The percentage of Americans who said they distrusted the government actually increased during and after Church's investigation.

This distrust stemmed in part from the absence of justice following Church's revelations. There was confession, but no expiation. No one went to jail as a result of Church's disclosures. Nor was there much contrition — certainly not from former president Nixon, who would tell the interviewer David Frost in 1977, "Well, when the President does it, that means that it is not illegal."55 The inherent difficulty of Church's project - discovery without justice, a (cold) war crimes trial with criminals but no convicts - convinced many Americans that public officials routinely committed crimes, covered them up, and escaped the consequences. Americans knew more about their government's secret activities, yet they also distrusted their government more than ever before. More information did not create more trust. [my emphasis]
During the Cheney-Bush administration, we know from what's already in the public record and from the explicit admissions of both Bush and Cheney that in their administration "public officials routinely committed crimes, covered them up, and escaped the consequences."

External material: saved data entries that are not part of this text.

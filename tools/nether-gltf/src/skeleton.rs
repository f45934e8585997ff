//! Skeleton builder (glTF skin -> joint paths + bind poses)

use glam::Mat4;
use serde::Serialize;

use crate::accessor::read_accessor_f32;
use crate::document::{AccessorType, ComponentType, Document};
use crate::error::{ConvertError, Result};
use crate::hierarchy::Hierarchy;

/// Joint paths and their inverse bind matrices
#[derive(Debug, Clone, PartialEq, Serialize)]
pub struct SkeletonStruct {
    /// Socket-mapped node paths, in skin joint order
    pub joints: Vec<String>,
    /// Column-major inverse bind matrices, one per joint
    pub bindposes: Vec<[f32; 16]>,
}

/// Build the skeleton for one skin
///
/// A skin without `inverseBindMatrices` binds every joint with identity.
pub fn build_skeleton(document: &Document, hierarchy: &Hierarchy, skin_index: usize) -> Result<SkeletonStruct> {
    let skin = document.skin(skin_index)?;

    let joints = skin
        .joints
        .iter()
        .map(|&joint| {
            if joint >= hierarchy.node_count() {
                return Err(ConvertError::out_of_range("node", joint));
            }
            Ok(hierarchy.mapped_path(joint))
        })
        .collect::<Result<Vec<_>>>()?;

    let bindposes = match skin.inverse_bind_matrices {
        None => vec![Mat4::IDENTITY.to_cols_array(); joints.len()],
        Some(index) => {
            let accessor = document.accessor(index)?;
            if accessor.component_type != ComponentType::F32
                || accessor.accessor_type != AccessorType::Mat4
                || accessor.count < joints.len()
            {
                return Err(ConvertError::InvalidBindMatrices { skin: skin_index });
            }
            read_accessor_f32(document, accessor)?
                .chunks_exact(16)
                .take(joints.len())
                .map(|m| {
                    let mut matrix = [0.0; 16];
                    matrix.copy_from_slice(m);
                    matrix
                })
                .collect()
        }
    };

    Ok(SkeletonStruct { joints, bindposes })
}
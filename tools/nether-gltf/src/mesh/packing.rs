//! Vertex, index and morph buffer layout

use std::borrow::Cow;

use super::blob::BufferBlob;
use super::types::{
    BufferRange, IndexBuffer, MeshStruct, MorphStruct, MorphTargetViews, PackedMesh, SubMesh,
    SubMeshMorph, VertexBundle, VertexElement,
};
use crate::config::ConverterOptions;
use crate::document::ComponentType;
use crate::geometry::{Geometry, Indices, ProcessedMesh, Semantic, VertexAttribute};

/// Vertex bundles and morph buffers start on 4-byte boundaries
const DATA_ALIGNMENT: usize = 4;

/// Lay out every geometry of a mesh into one combined buffer
///
/// Layout per geometry: interleaved vertex bundle, then its index buffer.
/// Morph displacement buffers follow all geometries. `default_weights` comes
/// from the glTF mesh and is padded with zeros to the target count.
pub fn pack_mesh(
    processed: &ProcessedMesh,
    options: &ConverterOptions,
    default_weights: Option<&[f32]>,
) -> PackedMesh {
    let mut blob = BufferBlob::new();
    let mut primitives = Vec::with_capacity(processed.geometries.len());
    let mut vertex_bundles = Vec::with_capacity(processed.geometries.len());

    for (i, geometry) in processed.geometries.iter().enumerate() {
        vertex_bundles.push(pack_vertices(&mut blob, geometry, options));
        primitives.push(SubMesh {
            primitive_mode: geometry.primitive_mode,
            vertex_bundle: vertex_bundles.len() - 1,
            indices: geometry.indices.as_ref().map(|i| pack_indices(&mut blob, i)),
            material: processed.material_indices.get(i).copied().flatten(),
            joint_map_index: geometry.joint_map_index,
        });
    }

    let target_count = processed.morph_target_count();
    let morph = (target_count > 0).then(|| {
        let mut weights = default_weights.unwrap_or_default().to_vec();
        weights.resize(target_count, 0.0);
        MorphStruct {
            sub_meshes: processed
                .geometries
                .iter()
                .map(|g| pack_morphs(&mut blob, g))
                .collect(),
            weights,
            target_names: processed.target_names.clone(),
        }
    });

    PackedMesh {
        mesh: MeshStruct {
            primitives,
            vertex_bundles,
            min_position: processed.min_position,
            max_position: processed.max_position,
            joint_maps: processed.joint_maps.clone(),
            morph,
        },
        data: blob.combined(),
    }
}

/// Attributes to interleave, including requested synthesized channels
fn vertex_attributes<'a>(geometry: &'a Geometry, options: &ConverterOptions) -> Vec<Cow<'a, VertexAttribute>> {
    let mut attributes: Vec<Cow<'_, VertexAttribute>> =
        geometry.attributes.iter().map(Cow::Borrowed).collect();
    let count = geometry.vertex_count;

    let has_color = attributes.iter().any(|a| matches!(a.semantic, Semantic::Color(_)));
    if options.add_vertex_color && !has_color {
        attributes.push(Cow::Owned(VertexAttribute::from_f32(
            Semantic::Color(0),
            4,
            &vec![1.0; count * 4],
        )));
    }
    if options.add_second_uv && geometry.attribute(&Semantic::TexCoord(1)).is_none() {
        attributes.push(Cow::Owned(VertexAttribute::from_f32(
            Semantic::TexCoord(1),
            2,
            &vec![0.0; count * 2],
        )));
    }
    attributes.sort_by(|a, b| a.semantic.cmp(&b.semantic));
    attributes
}

fn pack_vertices(blob: &mut BufferBlob, geometry: &Geometry, options: &ConverterOptions) -> VertexBundle {
    let attributes = vertex_attributes(geometry, options);

    let mut elements = Vec::with_capacity(attributes.len());
    let mut stride = 0;
    for attribute in &attributes {
        elements.push(VertexElement {
            semantic: attribute.semantic.clone(),
            format: attribute.format,
            offset: stride,
        });
        stride += attribute.format.size();
    }

    let count = geometry.vertex_count;
    let mut data = vec![0u8; stride * count];
    for (attribute, element) in attributes.iter().zip(&elements) {
        let size = element.format.size();
        for (vertex, src) in attribute.data.chunks_exact(size).take(count).enumerate() {
            let at = vertex * stride + element.offset;
            data[at..at + size].copy_from_slice(src);
        }
    }

    blob.set_next_alignment(DATA_ALIGNMENT);
    let length = data.len();
    let offset = blob.add_buffer(data);
    VertexBundle {
        view: BufferRange {
            offset,
            length,
            stride,
            count,
        },
        attributes: elements,
    }
}

fn pack_indices(blob: &mut BufferBlob, indices: &Indices) -> IndexBuffer {
    // No 8-bit index type downstream
    let format = match indices.format {
        ComponentType::U32 => ComponentType::U32,
        _ => ComponentType::U16,
    };
    let data: Vec<u8> = match format {
        ComponentType::U32 => indices.values.iter().flat_map(|i| i.to_le_bytes()).collect(),
        _ => indices
            .values
            .iter()
            .flat_map(|&i| (i as u16).to_le_bytes())
            .collect(),
    };

    let stride = format.size();
    blob.set_next_alignment(stride);
    let length = data.len();
    let offset = blob.add_buffer(data);
    IndexBuffer {
        view: BufferRange {
            offset,
            length,
            stride,
            count: indices.values.len(),
        },
        format,
    }
}

fn pack_morphs(blob: &mut BufferBlob, geometry: &Geometry) -> Option<SubMeshMorph> {
    let morphed: Vec<&VertexAttribute> = geometry
        .attributes
        .iter()
        .filter(|a| a.morphs.as_ref().is_some_and(|m| !m.is_empty()))
        .collect();
    if morphed.is_empty() {
        return None;
    }

    let target_count = geometry.morph_target_count();
    let mut targets: Vec<MorphTargetViews> = (0..target_count)
        .map(|_| MorphTargetViews {
            displacements: Vec::with_capacity(morphed.len()),
        })
        .collect();

    for attribute in &morphed {
        let stride = attribute.format.components * std::mem::size_of::<f32>();
        let displacements = attribute.morphs.as_deref().unwrap_or_default();
        for (target, views) in targets.iter_mut().enumerate() {
            let values = displacements.get(target).map(Vec::as_slice).unwrap_or_default();
            let data: Vec<u8> = values.iter().flat_map(|v| v.to_le_bytes()).collect();

            blob.set_next_alignment(DATA_ALIGNMENT);
            let length = data.len();
            let offset = blob.add_buffer(data);
            views.displacements.push(BufferRange {
                offset,
                length,
                stride,
                count: geometry.vertex_count,
            });
        }
    }

    Some(SubMeshMorph {
        attributes: morphed.iter().map(|a| a.semantic.clone()).collect(),
        targets,
    })
}
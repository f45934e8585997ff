//! Recoverable conversion diagnostics
//!
//! Conditions that do not abort a conversion (an unsupported extension, a
//! tangent frame that cannot be computed, ...) are reported through a
//! [`Logger`] instead of being returned as errors. The converter always
//! continues with a documented fallback after emitting one.

use std::cell::RefCell;
use std::fmt;
use std::rc::Rc;

/// Severity of a diagnostic
#[derive(Debug, Clone, Copy, PartialEq, Eq, PartialOrd, Ord, Hash)]
pub enum LogLevel {
    Debug,
    Info,
    Warning,
    Error,
}

/// Closed set of recoverable conditions the converter knows how to report
#[derive(Debug, Clone, Copy, PartialEq, Eq, Hash)]
pub enum DiagnosticKind {
    UnsupportedExtension,
    UnsupportedAlphaMode,
    UnsupportedTextureParameter,
    UnsupportedChannelPath,
    FailedToCalculateTangents,
    EmptyMorph,
    ReferenceSkinInDifferentScene,
}

impl DiagnosticKind {
    pub fn as_str(self) -> &'static str {
        match self {
            Self::UnsupportedExtension => "UnsupportedExtension",
            Self::UnsupportedAlphaMode => "UnsupportedAlphaMode",
            Self::UnsupportedTextureParameter => "UnsupportedTextureParameter",
            Self::UnsupportedChannelPath => "UnsupportedChannelPath",
            Self::FailedToCalculateTangents => "FailedToCalculateTangents",
            Self::EmptyMorph => "EmptyMorph",
            Self::ReferenceSkinInDifferentScene => "ReferenceSkinInDifferentScene",
        }
    }
}

impl fmt::Display for DiagnosticKind {
    fn fmt(&self, f: &mut fmt::Formatter<'_>) -> fmt::Result {
        f.write_str(self.as_str())
    }
}

/// A single reported condition
#[derive(Debug, Clone, PartialEq)]
pub struct Diagnostic {
    pub level: LogLevel,
    /// `None` for plain informational/debug messages
    pub kind: Option<DiagnosticKind>,
    pub message: String,
}

/// Sink for diagnostics
pub trait Logger {
    fn log(&self, diagnostic: &Diagnostic);
}

impl<F> Logger for F
where
    F: Fn(&Diagnostic),
{
    fn log(&self, diagnostic: &Diagnostic) {
        self(diagnostic)
    }
}

/// Convenience emitters shared by every converter stage
pub(crate) trait LoggerExt {
    fn emit(&self, level: LogLevel, kind: Option<DiagnosticKind>, message: String);

    fn debug(&self, message: impl Into<String>) {
        self.emit(LogLevel::Debug, None, message.into());
    }

    fn info(&self, message: impl Into<String>) {
        self.emit(LogLevel::Info, None, message.into());
    }

    fn warn(&self, kind: DiagnosticKind, message: impl Into<String>) {
        self.emit(LogLevel::Warning, Some(kind), message.into());
    }

    fn error(&self, kind: Option<DiagnosticKind>, message: impl Into<String>) {
        self.emit(LogLevel::Error, kind, message.into());
    }
}

impl LoggerExt for dyn Logger + '_ {
    fn emit(&self, level: LogLevel, kind: Option<DiagnosticKind>, message: String) {
        self.log(&Diagnostic {
            level,
            kind,
            message,
        });
    }
}

/// Forwards diagnostics to `tracing`
#[derive(Debug, Clone, Copy, Default)]
pub struct TracingLogger;

impl Logger for TracingLogger {
    fn log(&self, d: &Diagnostic) {
        let kind = d.kind.map(DiagnosticKind::as_str).unwrap_or("-");
        match d.level {
            LogLevel::Debug => tracing::debug!(kind, "{}", d.message),
            LogLevel::Info => tracing::info!(kind, "{}", d.message),
            LogLevel::Warning => tracing::warn!(kind, "{}", d.message),
            LogLevel::Error => tracing::error!(kind, "{}", d.message),
        }
    }
}

/// Keeps every diagnostic in memory
///
/// Clones share the same storage, so a caller can hand one clone to the
/// converter and inspect the records through another.
#[derive(Debug, Clone, Default)]
pub struct RecordingLogger {
    records: Rc<RefCell<Vec<Diagnostic>>>,
}

impl RecordingLogger {
    pub fn new() -> Self {
        Self::default()
    }

    pub fn records(&self) -> Vec<Diagnostic> {
        self.records.borrow().clone()
    }

    /// All records of the given kind
    pub fn of_kind(&self, kind: DiagnosticKind) -> Vec<Diagnostic> {
        self.records
            .borrow()
            .iter()
            .filter(|d| d.kind == Some(kind))
            .cloned()
            .collect()
    }

    pub fn count_at_least(&self, level: LogLevel) -> usize {
        self.records
            .borrow()
            .iter()
            .filter(|d| d.level >= level)
            .count()
    }
}

impl Logger for RecordingLogger {
    fn log(&self, diagnostic: &Diagnostic) {
        self.records.borrow_mut().push(diagnostic.clone());
    }
}
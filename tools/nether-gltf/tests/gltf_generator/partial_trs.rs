//! Partial TRS animation test generator.
//!
//! `Spine` only has a rotation channel. Its translation must come from the
//! node's rest pose ([0, 1, 0]) rather than defaulting to zero.

use serde_json::json;

use super::{finish_glb, skinned_root, BufferBuilder, HEAD, ROOT, SEGMENT_HEIGHT, SPINE};

const KEY_COUNT: usize = 10;

pub fn generate_partial_trs_glb() -> Vec<u8> {
    let mut buffer = BufferBuilder::new();
    let mut root = skinned_root(&mut buffer);

    let times: Vec<f32> = (0..KEY_COUNT)
        .map(|k| k as f32 / (KEY_COUNT - 1) as f32)
        .collect();
    let rotations: Vec<[f32; 4]> = times
        .iter()
        .map(|t| {
            let half = (t * std::f32::consts::TAU).sin() * 0.3 * 0.5;
            [0.0, 0.0, half.sin(), half.cos()]
        })
        .collect();

    let input = buffer.scalars(&times);
    let rotation = buffer.vec4(&rotations);
    let root_translation = buffer.vec3(&vec![[0.0, 0.0, 0.0]; KEY_COUNT]);
    let head_translation = buffer.vec3(&vec![[0.0, SEGMENT_HEIGHT, 0.0]; KEY_COUNT]);
    let unit_scale = buffer.vec3(&vec![[1.0, 1.0, 1.0]; KEY_COUNT]);

    let samplers = json!([
        {"input": input, "output": root_translation},
        {"input": input, "output": rotation},
        {"input": input, "output": unit_scale},
        {"input": input, "output": head_translation}
    ]);
    let channels = json!([
        {"sampler": 0, "target": {"node": ROOT, "path": "translation"}},
        {"sampler": 1, "target": {"node": ROOT, "path": "rotation"}},
        {"sampler": 2, "target": {"node": ROOT, "path": "scale"}},
        {"sampler": 1, "target": {"node": SPINE, "path": "rotation"}},
        {"sampler": 3, "target": {"node": HEAD, "path": "translation"}},
        {"sampler": 1, "target": {"node": HEAD, "path": "rotation"}},
        {"sampler": 2, "target": {"node": HEAD, "path": "scale"}}
    ]);

    root["animations"] = json!([{"name": "Partial", "samplers": samplers, "channels": channels}]);
    finish_glb(root, buffer)
}
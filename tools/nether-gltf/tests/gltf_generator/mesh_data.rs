//! Mesh, skeleton and animation data for the skinned test asset.

use std::f32::consts::TAU;

/// Bone count for the test skeleton
pub const BONE_COUNT: usize = 3;
/// Keyframe count for the test animation
pub const FRAME_COUNT: usize = 30;
/// Height of one bone segment
pub const SEGMENT_HEIGHT: f32 = 1.0;

const RING_SIDES: usize = 4;
const HALF_WIDTH: f32 = 0.15;

pub struct MeshData {
    pub positions: Vec<[f32; 3]>,
    pub normals: Vec<[f32; 3]>,
    pub uvs: Vec<[f32; 2]>,
    pub joints: Vec<[u8; 4]>,
    pub weights: Vec<[f32; 4]>,
    pub indices: Vec<u16>,
}

pub struct AnimationData {
    pub times: Vec<f32>,
    /// Root bone bob, one key per frame
    pub root_translations: Vec<[f32; 3]>,
    /// Per bone, one key per frame
    pub rotations: Vec<Vec<[f32; 4]>>,
}

/// Square column of `BONE_COUNT` segments; ring `r` is bound to bone `min(r, BONE_COUNT - 1)`
pub fn create_mesh_data() -> MeshData {
    let mut mesh = MeshData {
        positions: Vec::new(),
        normals: Vec::new(),
        uvs: Vec::new(),
        joints: Vec::new(),
        weights: Vec::new(),
        indices: Vec::new(),
    };

    for ring in 0..=BONE_COUNT {
        let y = ring as f32 * SEGMENT_HEIGHT;
        let bone = ring.min(BONE_COUNT - 1) as u8;
        for side in 0..RING_SIDES {
            let angle = side as f32 / RING_SIDES as f32 * TAU;
            let (sin, cos) = angle.sin_cos();
            mesh.positions.push([cos * HALF_WIDTH, y, sin * HALF_WIDTH]);
            mesh.normals.push([cos, 0.0, sin]);
            mesh.uvs.push([
                side as f32 / RING_SIDES as f32,
                ring as f32 / BONE_COUNT as f32,
            ]);
            mesh.joints.push([bone, 0, 0, 0]);
            mesh.weights.push([1.0, 0.0, 0.0, 0.0]);
        }
    }

    for ring in 0..BONE_COUNT {
        let base = (ring * RING_SIDES) as u16;
        let next = base + RING_SIDES as u16;
        for side in 0..RING_SIDES as u16 {
            let side_next = (side + 1) % RING_SIDES as u16;
            mesh.indices.extend_from_slice(&[
                base + side,
                next + side,
                base + side_next,
                base + side_next,
                next + side,
                next + side_next,
            ]);
        }
    }

    mesh
}

/// Inverse bind matrices (column-major) for bones stacked along +Y
pub fn create_inverse_bind_matrices() -> Vec<[f32; 16]> {
    (0..BONE_COUNT)
        .map(|bone| {
            let mut m = [0.0f32; 16];
            m[0] = 1.0;
            m[5] = 1.0;
            m[10] = 1.0;
            m[15] = 1.0;
            m[13] = -(bone as f32 * SEGMENT_HEIGHT);
            m
        })
        .collect()
}

/// One wave cycle over `FRAME_COUNT` keys at 30 fps
pub fn create_animation() -> AnimationData {
    let times: Vec<f32> = (0..FRAME_COUNT).map(|f| f as f32 / 30.0).collect();
    let phase = |f: usize| f as f32 / FRAME_COUNT as f32 * TAU;

    let root_translations = (0..FRAME_COUNT)
        .map(|f| [0.0, phase(f).sin() * 0.1, 0.0])
        .collect();

    let rotations = (0..BONE_COUNT)
        .map(|bone| {
            (0..FRAME_COUNT)
                .map(|f| {
                    let half = (phase(f) + bone as f32).sin() * 0.25 * 0.5;
                    [0.0, 0.0, half.sin(), half.cos()]
                })
                .collect()
        })
        .collect();

    AnimationData {
        times,
        root_translations,
        rotations,
    }
}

It should not be that way. It really is the duty of the Obama administration to prosecute crimes committed by the previous administration, particularly the torture crimes and the murders committed in connection with the torture program. Giving encouragement to new conspiracy theories will not be the worst consequence of failing to do so. New conspiracies to violate the law will be a much worse result.

The cycle needs to be broken by restoring the rule of law in the Executive Branch. And that cannot be accomplished with pardons, cover-ups and Look Forward Not Backward.